A closer look at the Report on Complex Stratas—should strata corporations be allowed to allocate expenses paid for out of the contingency reserve fund to types?
July 11, 2017
BY Kevin Zakreski
This post is the second in a three-part series highlighting key recommendations in the Report on Complex Stratas (PDF). For other entries in the series, click here.
Currently the Strata Property Act and the Strata Property Regulation only allow strata corporations to designate types of strata lots for the purpose of dealing with cost sharing relating to expenses paid for out of the operating fund. Some commentators have suggested that giving types a broader purpose and allowing them to take responsibility for expenses paid for out of the contingency reserve fund too would improve the operation of complex strata corporations. The committee give considerable thought to this proposal but ultimately decided not to recommend it. Here is a closer look at the committee’s reasoning.
Brief description of the issue
Types may only be used to vary the act’s general rules on cost sharing in relation to “a contribution to the operating fund [that] relates to and benefits only one type of strata lot.” So, for example, in a strata property consisting of an apartment building and townhouses, expenses related to the regular maintenance and upkeep of the building’s elevators may be allocated to apartment strata-lot owners. But when the time comes to replace an elevator, this capital expense must be borne by the strata corporation as a whole. Should types be expanded to encompass capital expenses, as well as operating expenses?
Discussion of options for reform
The options for this issue are essentially two: expanding the reach of types so that they embrace capital expenses, or standing pat on the current rules, which limit the scope of types to operating expenses.
Expanding the circumstances in which types may be used to share expenses would give strata corporations greater flexibility in structuring their affairs. Strata corporations could embrace a broader form of cost sharing that would come without the administrative complexity that results from creating sections.
Allowing for sharing of capital, in addition to operating, expenses would also support the legislative purpose for types, which involves protecting owners of one type of strata lot from having to pay costs that are exclusively for the benefit of another type of strata lot. Limiting types to operating expenses leaves this legislative goal only partially fulfilled.
Finally, expanding the reach of types would not be a leap into the unknown. It would simply restore the law to where it stood before the advent of the Strata Property Act. The long experience with full cost sharing under the Condominium Act should help to allay any practice concerns that could crop up from changing the law.

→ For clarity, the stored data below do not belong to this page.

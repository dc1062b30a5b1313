//! Runtime settings, resolved from flags and environment variables.

use crate::database::Datastore;
use crate::database::DatastoreError;
use crate::database::LocalStore;
use crate::database::RestStore;
use crate::pipeline::batch::BatchIngestor;
use crate::pipeline::batch::DEFAULT_CHUNK_DELAY;
use crate::pipeline::batch::DEFAULT_CHUNK_SIZE;
use crate::pipeline::mapper::ColumnOverride;
use crate::pipeline::mapper::FieldMapper;
use crate::pipeline::notify::DEFAULT_WEBHOOK_URL;
use std::path::PathBuf;
use std::sync::Arc;
use std::time::Duration;
use thiserror::Error;
use tracing::error;

pub const DATASTORE_URL: &str = "SUPABASE_URL";
pub const DATASTORE_KEY: &str = "SUPABASE_ANON_KEY";
pub const LOCAL_DATABASE: &str = "SHEET_SYNC_LOCAL";
pub const TABLE: &str = "SHEET_SYNC_TABLE";
pub const CHUNK_SIZE: &str = "SHEET_SYNC_CHUNK_SIZE";
pub const CHUNK_DELAY_MS: &str = "SHEET_SYNC_CHUNK_DELAY_MS";
pub const WEBHOOK_URL: &str = "SHEET_SYNC_WEBHOOK_URL";

pub const DEFAULT_TABLE: &str = "leads";

#[derive(Error, Debug, Clone, PartialEq, Eq)]
pub enum ConfigError {
    #[error("Missing configuration: {0} is not set")]
    Missing(&'static str),

    #[error("Invalid configuration: {key}='{value}'")]
    Invalid { key: &'static str, value: String },
}

/// Where records are persisted.
#[derive(Clone, Debug, PartialEq, Eq)]
pub enum DatastoreConfig {
    Rest { endpoint: String, access_key: String },
    Local { path: PathBuf },
}

impl DatastoreConfig {
    /// A local database path wins; otherwise both the endpoint and the key are required.
    pub fn from_lookup(lookup: impl Fn(&str) -> Option<String>) -> Result<Self, ConfigError> {
        if let Some(path) = non_empty(&lookup, LOCAL_DATABASE) {
            return Ok(DatastoreConfig::Local { path: PathBuf::from(path) });
        }
        let endpoint = required(&lookup, DATASTORE_URL)?;
        let access_key = required(&lookup, DATASTORE_KEY)?;
        Ok(DatastoreConfig::Rest { endpoint, access_key })
    }

    pub fn connect(&self) -> Result<Arc<dyn Datastore>, DatastoreError> {
        Ok(match self {
            DatastoreConfig::Rest { endpoint, access_key } => Arc::new(RestStore::new(endpoint, access_key.clone())?),
            DatastoreConfig::Local { path } => Arc::new(LocalStore::open(path)?),
        })
    }
}

/// Chunking and throttling of inserts.
#[derive(Clone, Copy, Debug, PartialEq, Eq)]
pub struct IngestSettings {
    pub chunk_size: usize,
    pub chunk_delay: Duration,
}

impl Default for IngestSettings {
    fn default() -> Self {
        IngestSettings { chunk_size: DEFAULT_CHUNK_SIZE, chunk_delay: DEFAULT_CHUNK_DELAY }
    }
}

#[derive(Clone, Debug, PartialEq, Eq)]
pub struct Settings {
    pub datastore: DatastoreConfig,
    pub table: String,
    pub ingest: IngestSettings,
    pub webhook_url: String,
    pub columns: Vec<ColumnOverride>,
}

impl Settings {
    /// Resolves every setting through `lookup`, keyed by the environment variable names above.
    pub fn from_lookup(lookup: impl Fn(&str) -> Option<String>) -> Result<Self, ConfigError> {
        let datastore = DatastoreConfig::from_lookup(&lookup)?;
        let chunk_size = match non_empty(&lookup, CHUNK_SIZE) {
            Some(value) => parse::<usize>(CHUNK_SIZE, &value).filter(|size| *size > 0).ok_or_else(|| invalid(CHUNK_SIZE, value))?,
            None => DEFAULT_CHUNK_SIZE,
        };
        let chunk_delay = match non_empty(&lookup, CHUNK_DELAY_MS) {
            Some(value) => parse::<u64>(CHUNK_DELAY_MS, &value).map(Duration::from_millis).ok_or_else(|| invalid(CHUNK_DELAY_MS, value))?,
            None => DEFAULT_CHUNK_DELAY,
        };
        Ok(Settings {
            datastore,
            table: non_empty(&lookup, TABLE).unwrap_or_else(|| DEFAULT_TABLE.to_owned()),
            ingest: IngestSettings { chunk_size, chunk_delay },
            webhook_url: non_empty(&lookup, WEBHOOK_URL).unwrap_or_else(|| DEFAULT_WEBHOOK_URL.to_owned()),
            columns: Vec::new(),
        })
    }

    pub fn with_columns(mut self, columns: Vec<ColumnOverride>) -> Self {
        self.columns = columns;
        self
    }

    pub fn mapper(&self) -> FieldMapper {
        FieldMapper::default().with_overrides(&self.columns)
    }

    pub fn ingestor(&self, store: Arc<dyn Datastore>) -> BatchIngestor {
        BatchIngestor::new(store, self.table.clone())
            .with_chunk_size(self.ingest.chunk_size)
            .with_chunk_delay(self.ingest.chunk_delay)
    }
}

fn non_empty(lookup: &impl Fn(&str) -> Option<String>, key: &str) -> Option<String> {
    lookup(key).map(|value| value.trim().to_owned()).filter(|value| !value.is_empty())
}

fn required(lookup: &impl Fn(&str) -> Option<String>, key: &'static str) -> Result<String, ConfigError> {
    non_empty(lookup, key).ok_or_else(|| {
        error!(key, "missing datastore configuration");
        ConfigError::Missing(key)
    })
}

fn parse<T: std::str::FromStr>(key: &'static str, value: &str) -> Option<T> {
    let parsed = value.parse().ok();
    if parsed.is_none() {
        error!(key, value, "unparsable configuration value");
    }
    parsed
}

fn invalid(key: &'static str, value: String) -> ConfigError {
    ConfigError::Invalid { key, value }
}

The rationale for the current, limited scope of types appears to be that it fits into a broader system for cost sharing under the Strata Property Act. As one judge explained, the “solution” for owners who wish to allocate costs more specifically is to “establish separate sections, each with an operating and a contingency reserve fund.”
The comparatively informal nature of types could also cause problems for sharing capital expenses. When this is done with sections, each section is a separate entity from the strata corporation and each has (or should have) its own contingency reserve fund. With types, on the other hand, expenses would be allocated with respect to a single (strata-corporation) contingency reserve fund. There were concerns under the Condominium Act that this approach would result in capital expenses not being properly allocated in practice.
The committee’s recommendation for reform
Among all the issues on types, this one commanded the greatest share of the committee’s attention. The committee gave extended consideration to extending types’ cost-sharing rules to capital expenses. This option seemed particularly attractive because it appeared to allow a way to build on the successes of types and tackle some of the shortcomings of sections. If owner-developers and strata corporations were given a way to couple a flexible cost-sharing regime with a streamlined administrative structure they might in the future gravitate toward types and avoid the challenges many have found with sections.
But the more the committee discussed proposing this reform, the more it realized that it couldn’t simply leave things at that. Other rules, covering financial accountability, administration, and even the beginnings of a governance structure for types, would also have to be contemplated and, in all likelihood, adopted. In the absence of such rules, expanding the scope of types would also, inevitably, expand the scope for issues involving types—particularly if a type were allowed to have its own contingency reserve fund. But adopting such rules causes another dilemma. Adding these features to types would have the effect of duplicating just those qualities of sections that have caused such administrative trouble. It would be more than ironic if reforms ended up remaking types into an echo of sections.
Faced with these concerns, and buoyed by the understanding that types in their limited form have proved effective for their purposes, the committee ultimately came to the view that the current approach should be retained.
The committee recommends:
The Strata Property Regulation should not allow capital expenses (expenses that occur less frequently than once a year) to be shared by types of strata lots, even if the capital expense relates to an item that benefits only the type of strata lot.